= ASSIGNMENT =
Repeat exactly the lines of the entries below from the one with "fn validate_base_name(name: &OsStr)" through the one with "pub fn is_noop(&self)", both ends included, and nothing else.

[Saved entries]
//! Directory listings and the sync plan derived from them
//!
//! A [`DirectoryListing`] is a flat snapshot of the entry names in one
//! directory: base-names only, no paths and no metadata. Names are stored as
//! [`OsString`] so entries whose names are not valid UTF-8 are still carried
//! through to the copy and delete steps.
//!
//! Comparison is by presence of the name only. A name that appears on both
//! sides is never touched, whatever its contents or timestamps.

use std::{
    collections::BTreeSet,
    ffi::{OsStr, OsString},
    path::{Component, Path},
};

use super::errors::DomainError;

/// Flat, sorted set of entry base-names in a single directory
#[derive(Debug, Clone, Default, PartialEq, Eq)]
pub struct DirectoryListing {
    names: BTreeSet<OsString>,
}

impl DirectoryListing {
    /// Creates an empty listing
    pub fn new() -> Self {
        Self::default()
    }

    /// Builds a listing from an iterator of names
    ///
    /// # Errors
    /// Returns [`DomainError::InvalidFileName`] if any name is not a single
    /// normal path component (empty, `.`, `..`, or containing a separator).
    pub fn from_names<I, N>(names: I) -> Result<Self, DomainError>
    where
        I: IntoIterator<Item = N>,
        N: Into<OsString>,
    {
        let mut listing = Self::new();
        for name in names {
            listing.insert(name)?;
        }
        Ok(listing)
    }

    /// Adds a name to the listing
    ///
    /// Returns `true` if the name was not already present.
    pub fn insert(&mut self, name: impl Into<OsString>) -> Result<bool, DomainError> {
        let name = name.into();
        validate_base_name(&name)?;
        Ok(self.names.insert(name))
    }

    /// Returns true if `name` is present
    pub fn contains(&self, name: impl AsRef<OsStr>) -> bool {
        self.names.contains(name.as_ref())
    }

    pub fn len(&self) -> usize {
        self.names.len()
    }

    pub fn is_empty(&self) -> bool {
        self.names.is_empty()
    }

    /// Iterates names in sorted order
    pub fn iter(&self) -> impl Iterator<Item = &OsStr> {
        self.names.iter().map(OsString::as_os_str)
    }

    /// Names present here but absent from `other`
    pub fn missing_from<'a>(
        &'a self,
        other: &'a DirectoryListing,
    ) -> impl Iterator<Item = &'a OsStr> {
        self.names.difference(&other.names).map(OsString::as_os_str)
    }

    /// Names present in both listings
    pub fn shared_with<'a>(
        &'a self,
        other: &'a DirectoryListing,
    ) -> impl Iterator<Item = &'a OsStr> {
        self.names.intersection(&other.names).map(OsString::as_os_str)
    }
}

fn validate_base_name(name: &OsStr) -> Result<(), DomainError> {
    let mut components = Path::new(name).components();
    match (components.next(), components.next()) {
        (Some(Component::Normal(single)), None) if single == name => Ok(()),
        _ => Err(DomainError::InvalidFileName(name.to_string_lossy().into_owned())),
    }
}

// ============================================================================
// SyncPlan
// ============================================================================

/// The work one cycle has to do, derived from a source and destination listing
///
/// - `to_copy`: names in the source but not the destination
/// - `to_delete`: names in the destination but not the source
/// - `unchanged`: names on both sides; left alone
///
/// Each list is sorted.
#[derive(Debug, Clone, Default, PartialEq, Eq)]
pub struct SyncPlan {
    pub to_copy: Vec<OsString>,
    pub to_delete: Vec<OsString>,
    pub unchanged: Vec<OsString>,
}

impl SyncPlan {
    /// Computes the plan that makes `destination` hold exactly the names in `source`
    pub fn between(source: &DirectoryListing, destination: &DirectoryListing) -> Self {
        Self {
            to_copy: source
                .missing_from(destination)
                .map(OsStr::to_os_string)
                .collect(),
            to_delete: destination
                .missing_from(source)
                .map(OsStr::to_os_string)
                .collect(),
            unchanged: source
                .shared_with(destination)
                .map(OsStr::to_os_string)
                .collect(),
        }
    }

    /// True when there is nothing to copy or delete
    pub fn is_noop(&self) -> bool {
        self.to_copy.is_empty() && self.to_delete.is_empty()
    }
}
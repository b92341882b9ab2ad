//! Handle to an in-flight alert sound

use std::time::Duration;

use rebackup_core::ports::alerts::AlertLevel;
use tokio::task::JoinHandle;
use tokio_util::sync::CancellationToken;
use tracing::warn;

/// A sound alert playing on a blocking thread
///
/// Dropping the handle detaches the playback; it keeps running until the
/// sound ends or the controller's shutdown token is cancelled.
#[derive(Debug)]
pub struct AlertTask {
    level: AlertLevel,
    handle: Option<JoinHandle<bool>>,
    outcome: Option<bool>,
    cancel: CancellationToken,
}

impl AlertTask {
    /// Runs `play` on the blocking pool
    pub(crate) fn spawn<F>(level: AlertLevel, cancel: CancellationToken, play: F) -> Self
    where
        F: FnOnce() -> bool + Send + 'static,
    {
        Self {
            level,
            handle: Some(tokio::task::spawn_blocking(play)),
            outcome: None,
            cancel,
        }
    }

    pub fn level(&self) -> AlertLevel {
        self.level
    }

    /// `Some(played)` once the sound has finished, `None` while it is playing
    pub fn outcome(&self) -> Option<bool> {
        self.outcome
    }

    pub fn is_finished(&self) -> bool {
        self.outcome.is_some() || self.handle.as_ref().map_or(true, JoinHandle::is_finished)
    }

    /// Waits up to `timeout` for playback to end
    ///
    /// Returns `Some(played)` if it ended in time, otherwise `None` with the
    /// sound still playing.
    pub async fn wait_for(&mut self, timeout: Duration) -> Option<bool> {
        if self.outcome.is_some() {
            return self.outcome;
        }
        let handle = self.handle.as_mut()?;
        let joined = tokio::time::timeout(timeout, handle).await.ok()?;
        self.handle = None;
        self.outcome = Some(self.settle(joined));
        self.outcome
    }

    /// Waits for playback to end, however long it takes
    pub async fn wait(mut self) -> bool {
        if let Some(played) = self.outcome {
            return played;
        }
        match self.handle.take() {
            Some(handle) => {
                let joined = handle.await;
                self.settle(joined)
            }
            None => false,
        }
    }

    /// Stops playback at the backend's next poll
    pub fn cancel(&self) {
        self.cancel.cancel();
    }

    fn settle(&self, joined: Result<bool, tokio::task::JoinError>) -> bool {
        joined.unwrap_or_else(|e| {
            warn!(level = %self.level, error = %e, "Alert playback task failed");
            false
        })
    }
}

#[cfg(test)]
mod tests {
    use super::*;

    #[tokio::test]
    async fn test_wait_for_returns_outcome_of_quick_task() {
        let mut task = AlertTask::spawn(AlertLevel::Success, CancellationToken::new(), || true);

        assert_eq!(task.wait_for(Duration::from_secs(5)).await, Some(true));
        assert!(task.is_finished());
        assert_eq!(task.outcome(), Some(true));
        // Later waits reuse the stored outcome.
        assert_eq!(task.wait_for(Duration::ZERO).await, Some(true));
    }

    #[tokio::test]
    async fn test_wait_for_times_out_then_cancel_finishes() {
        let token = CancellationToken::new();
        let inner = token.clone();
        let mut task = AlertTask::spawn(AlertLevel::Error, token, move || {
            while !inner.is_cancelled() {
                std::thread::sleep(Duration::from_millis(10));
            }
            false
        });

        assert_eq!(task.wait_for(Duration::from_millis(50)).await, None);
        assert!(!task.is_finished());

        task.cancel();
        assert!(!task.wait().await);
    }

    #[tokio::test]
    async fn test_panicking_playback_counts_as_failure() {
        let task = AlertTask::spawn(AlertLevel::Warning, CancellationToken::new(), || {
            panic!("decoder exploded")
        });

        assert_eq!(task.level(), AlertLevel::Warning);
        assert!(!task.wait().await);
    }
}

= OUTPUT =
fn validate_base_name(name: &OsStr) -> Result<(), DomainError> {
    let mut components = Path::new(name).components();
    match (components.next(), components.next()) {
        (Some(Component::Normal(single)), None) if single == name => Ok(()),
        _ => Err(DomainError::InvalidFileName(name.to_string_lossy().into_owned())),
    }
}

// ============================================================================
// SyncPlan
// ============================================================================

/// The work one cycle has to do, derived from a source and destination listing
///
/// - `to_copy`: names in the source but not the destination
/// - `to_delete`: names in the destination but not the source
/// - `unchanged`: names on both sides; left alone
///
/// Each list is sorted.
#[derive(Debug, Clone, Default, PartialEq, Eq)]
pub struct SyncPlan {
    pub to_copy: Vec<OsString>,
    pub to_delete: Vec<OsString>,
    pub unchanged: Vec<OsString>,
}

impl SyncPlan {
    /// Computes the plan that makes `destination` hold exactly the names in `source`
    pub fn between(source: &DirectoryListing, destination: &DirectoryListing) -> Self {
        Self {
            to_copy: source
                .missing_from(destination)
                .map(OsStr::to_os_string)
                .collect(),
            to_delete: destination
                .missing_from(source)
                .map(OsStr::to_os_string)
                .collect(),
            unchanged: source
                .shared_with(destination)
                .map(OsStr::to_os_string)
                .collect(),
        }
    }

    /// True when there is nothing to copy or delete
    pub fn is_noop(&self) -> bool {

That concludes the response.